> [Action item]: Going through the entries below, work out how many lines have the string "gateway" in them. Give the number and nothing more.

> [Dataset entries]:
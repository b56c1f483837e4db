use std::sync::Arc;

use anyhow::Context;
use clap::Parser;
use ideabox_server::{AppState, ServerArgs, config::DEFAULT_LOG_FILTER};
use tracing_subscriber::{EnvFilter, layer::SubscriberExt, util::SubscriberInitExt};

fn init_tracing() -> anyhow::Result<()> {
    let filter =
        EnvFilter::try_from_default_env().unwrap_or_else(|_| EnvFilter::new(DEFAULT_LOG_FILTER));
    tracing_subscriber::registry()
        .with(filter)
        .with(tracing_subscriber::fmt::layer().with_target(true))
        .try_init()
        .context("failed to install tracing subscriber")
}

#[tokio::main]
async fn main() -> anyhow::Result<()> {
    let args = ServerArgs::parse();
    init_tracing()?;

    let gateway = ideabox_providers::gateway_from_env();
    if gateway.registry().list_available().is_empty() {
        tracing::warn!("no provider API key configured; generation requests will fail");
    }

    let bind = args.bind;
    let state = AppState::new(Arc::new(gateway), args.environment);
    ideabox_server::serve(bind, state)
        .await
        .with_context(|| format!("server on {bind} failed"))
}
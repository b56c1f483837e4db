//! The four marketing tasks.
//!
//! Every template renders the same shape:
//!
//! ```text
//! system: <role intro>
//!
//!         要求：
//!         1. …
//!         5. …
//!
//!         请只返回生成的<artifact>，不要包含其他解释。
//! user:   <label>：<value>
//!         …
//!
//!         <request sentence>
//! ```
//!
//! Inputs are inserted verbatim, so identical inputs give byte-identical
//! prompts.

use ideabox_core::generic::Message;
use ideabox_prompt::{builder::PromptBuilder, chain::PromptChain};

use crate::fragments::StaticFragment;

mod brand_name;
mod creative_prompt;
mod slogan;
mod title;

pub use brand_name::BrandNamePrompt;
pub use creative_prompt::CreativePromptPrompt;
pub use slogan::SloganPrompt;
pub use title::TitlePrompt;

/// Fixed instruction block of a task.
struct Instruction {
    intro: &'static str,
    requirements: [&'static str; 5],
    artifact: &'static str,
}

impl Instruction {
    fn render(&self) -> String {
        PromptBuilder::new()
            .add_line(self.intro)
            .add_blank_line()
            .add_line("要求：")
            .add_numbered(self.requirements)
            .add_blank_line()
            .add_line(format!("请只返回生成的{}，不要包含其他解释。", self.artifact))
            .finalize()
    }
}

fn task_messages(instruction: &Instruction, fields: &[(&str, &str)], request: &str) -> Vec<Message> {
    let user = fields
        .iter()
        .fold(PromptBuilder::new(), |builder, (label, value)| {
            builder.add_labeled(label, value)
        })
        .add_blank_line()
        .add_line(request)
        .finalize();

    let system = instruction.render();
    PromptChain::new()
        .with(StaticFragment::from(system.as_str()))
        .with(Message::user(user))
        .build()
}
use ideabox_core::{
    generic::Message,
    template::{IntoPrompt, PromptTemplate, TaskBudget},
};
use serde::{Deserialize, Serialize};

use super::{Instruction, task_messages};

const INSTRUCTION: Instruction = Instruction {
    intro: "你是一个专业的标题生成专家。请根据用户提供的关键词、平台和风格要求，生成吸引人的标题。",
    requirements: [
        "标题要符合指定平台的风格特点",
        "包含用户提供的关键词",
        "符合指定的风格要求",
        "长度适中，通常在10-30字之间",
        "具有吸引力和点击率",
    ],
    artifact: "标题",
};

/// Headline for a given platform and style.
#[derive(Debug, Clone, PartialEq, Eq, Serialize, Deserialize)]
pub struct TitlePrompt {
    pub keywords: String,
    pub platform: String,
    pub style: String,
}

impl TitlePrompt {
    pub fn new(
        keywords: impl Into<String>,
        platform: impl Into<String>,
        style: impl Into<String>,
    ) -> Self {
        Self {
            keywords: keywords.into(),
            platform: platform.into(),
            style: style.into(),
        }
    }
}

impl IntoPrompt for TitlePrompt {
    type Message = Message;

    fn into_prompt(self) -> Vec<Self::Message> {
        task_messages(
            &INSTRUCTION,
            &[
                ("关键词", self.keywords.as_str()),
                ("平台", self.platform.as_str()),
                ("风格", self.style.as_str()),
            ],
            "请生成一个符合要求的标题。",
        )
    }
}

impl PromptTemplate for TitlePrompt {
    const BUDGET: TaskBudget = TaskBudget::new(0.8, 100);
}

#[cfg(test)]
mod tests {
    use super::*;

    #[test]
    fn user_prompt_lists_inputs_verbatim() {
        let messages = TitlePrompt::new("咖啡", "小红书", "活泼").into_prompt();
        assert_eq!(
            messages[1].content,
            "关键词：咖啡\n平台：小红书\n风格：活泼\n\n请生成一个符合要求的标题。"
        );
        assert!(messages[0].content.starts_with("你是一个专业的标题生成专家。"));
        assert!(messages[0].content.contains("4. 长度适中，通常在10-30字之间"));
        assert!(messages[0].content.ends_with("请只返回生成的标题，不要包含其他解释。"));
    }

    #[test]
    fn request_carries_budget() {
        let request = TitlePrompt::new("咖啡", "小红书", "活泼").into_request(None);
        assert_eq!(request.sampling.temperature, Some(0.8));
        assert_eq!(request.sampling.max_tokens, Some(100));
        assert!(request.model.is_none());
    }
}
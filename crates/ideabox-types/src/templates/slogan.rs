use ideabox_core::{
    generic::Message,
    template::{IntoPrompt, PromptTemplate, TaskBudget},
};
use serde::{Deserialize, Serialize};

use super::{Instruction, task_messages};

const INSTRUCTION: Instruction = Instruction {
    intro: "你是一个专业的广告语创作专家。请根据品牌名称、卖点和语气要求，创作吸引人的广告语。",
    requirements: [
        "突出品牌卖点",
        "符合指定的语气风格",
        "简洁有力，易于传播",
        "与品牌名称协调",
        "具有记忆点",
    ],
    artifact: "广告语",
};

/// Slogan built around a brand's selling points.
#[derive(Debug, Clone, PartialEq, Eq, Serialize, Deserialize)]
pub struct SloganPrompt {
    pub brand_name: String,
    pub selling_points: String,
    pub tone: String,
}

impl SloganPrompt {
    pub fn new(
        brand_name: impl Into<String>,
        selling_points: impl Into<String>,
        tone: impl Into<String>,
    ) -> Self {
        Self {
            brand_name: brand_name.into(),
            selling_points: selling_points.into(),
            tone: tone.into(),
        }
    }
}

impl IntoPrompt for SloganPrompt {
    type Message = Message;

    fn into_prompt(self) -> Vec<Self::Message> {
        task_messages(
            &INSTRUCTION,
            &[
                ("品牌名称", self.brand_name.as_str()),
                ("核心卖点", self.selling_points.as_str()),
                ("语气风格", self.tone.as_str()),
            ],
            "请创作一个符合要求的广告语。",
        )
    }
}

impl PromptTemplate for SloganPrompt {
    const BUDGET: TaskBudget = TaskBudget::new(0.8, 100);
}

#[cfg(test)]
mod tests {
    use super::*;

    #[test]
    fn user_prompt_and_budget() {
        let prompt = SloganPrompt::new("豆语", "现磨 新鲜", "温暖");
        assert_eq!(
            prompt.clone().into_prompt()[1].content,
            "品牌名称：豆语\n核心卖点：现磨 新鲜\n语气风格：温暖\n\n请创作一个符合要求的广告语。"
        );
        let request = prompt.into_request(None);
        assert_eq!(request.sampling.temperature, Some(0.8));
        assert_eq!(request.sampling.max_tokens, Some(100));
    }
}
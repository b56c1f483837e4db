use crate::{
    error::Result,
    generic::{GenerationRequest, GenerationResponse},
    model::{ModelDescriptor, ProviderId},
};

use super::BoxFuture;

/// A **wire adapter** turns a normalised request into one network call to a
/// concrete provider and parses the reply back.
///
/// The contract is split into three steps so each provider only describes
/// what differs:
///
/// * [`translate_request`](Self::translate_request) – pure, builds the
///   provider's JSON payload.
/// * [`call`](Self::call) – exactly one HTTP round-trip, no retry, no cache.
///   Must fail with [`GenerationError::ApiKeyMissing`](crate::error::GenerationError::ApiKeyMissing)
///   *before* touching the network when no key is configured.
/// * [`translate_response`](Self::translate_response) – pure, extracts text,
///   usage and finish reason.
///
/// Every `WireAdapter` is automatically a [`ProviderAdapter`], which is what
/// the gateway stores and dispatches to.
pub trait WireAdapter: Send + Sync {
    /// Payload sent to the provider.
    type WireRequest: Send;
    /// Decoded success body.
    type WireResponse: Send;

    /// Provider this adapter talks to.
    const PROVIDER: ProviderId;

    fn translate_request(
        &self,
        request: &GenerationRequest,
        model: &ModelDescriptor,
    ) -> Self::WireRequest;

    fn call<'a>(&'a self, request: Self::WireRequest) -> BoxFuture<'a, Result<Self::WireResponse>>;

    fn translate_response(
        &self,
        response: Self::WireResponse,
        model: &ModelDescriptor,
    ) -> Result<GenerationResponse>;
}

/// Object-safe face of a provider, keyed by [`ProviderId`] in the gateway.
///
/// The method returns a [`BoxFuture`] so we stay object-safe without pulling
/// in `async_trait`.
pub trait ProviderAdapter: Send + Sync {
    fn provider(&self) -> ProviderId;

    fn generate<'a>(
        &'a self,
        request: &'a GenerationRequest,
        model: &'static ModelDescriptor,
    ) -> BoxFuture<'a, Result<GenerationResponse>>;
}

impl<A: WireAdapter> ProviderAdapter for A {
    fn provider(&self) -> ProviderId {
        A::PROVIDER
    }

    fn generate<'a>(
        &'a self,
        request: &'a GenerationRequest,
        model: &'static ModelDescriptor,
    ) -> BoxFuture<'a, Result<GenerationResponse>> {
        let wire = self.translate_request(request, model);
        Box::pin(async move {
            let raw = self.call(wire).await?;
            self.translate_response(raw, model)
        })
    }
}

> [Task answer]: 5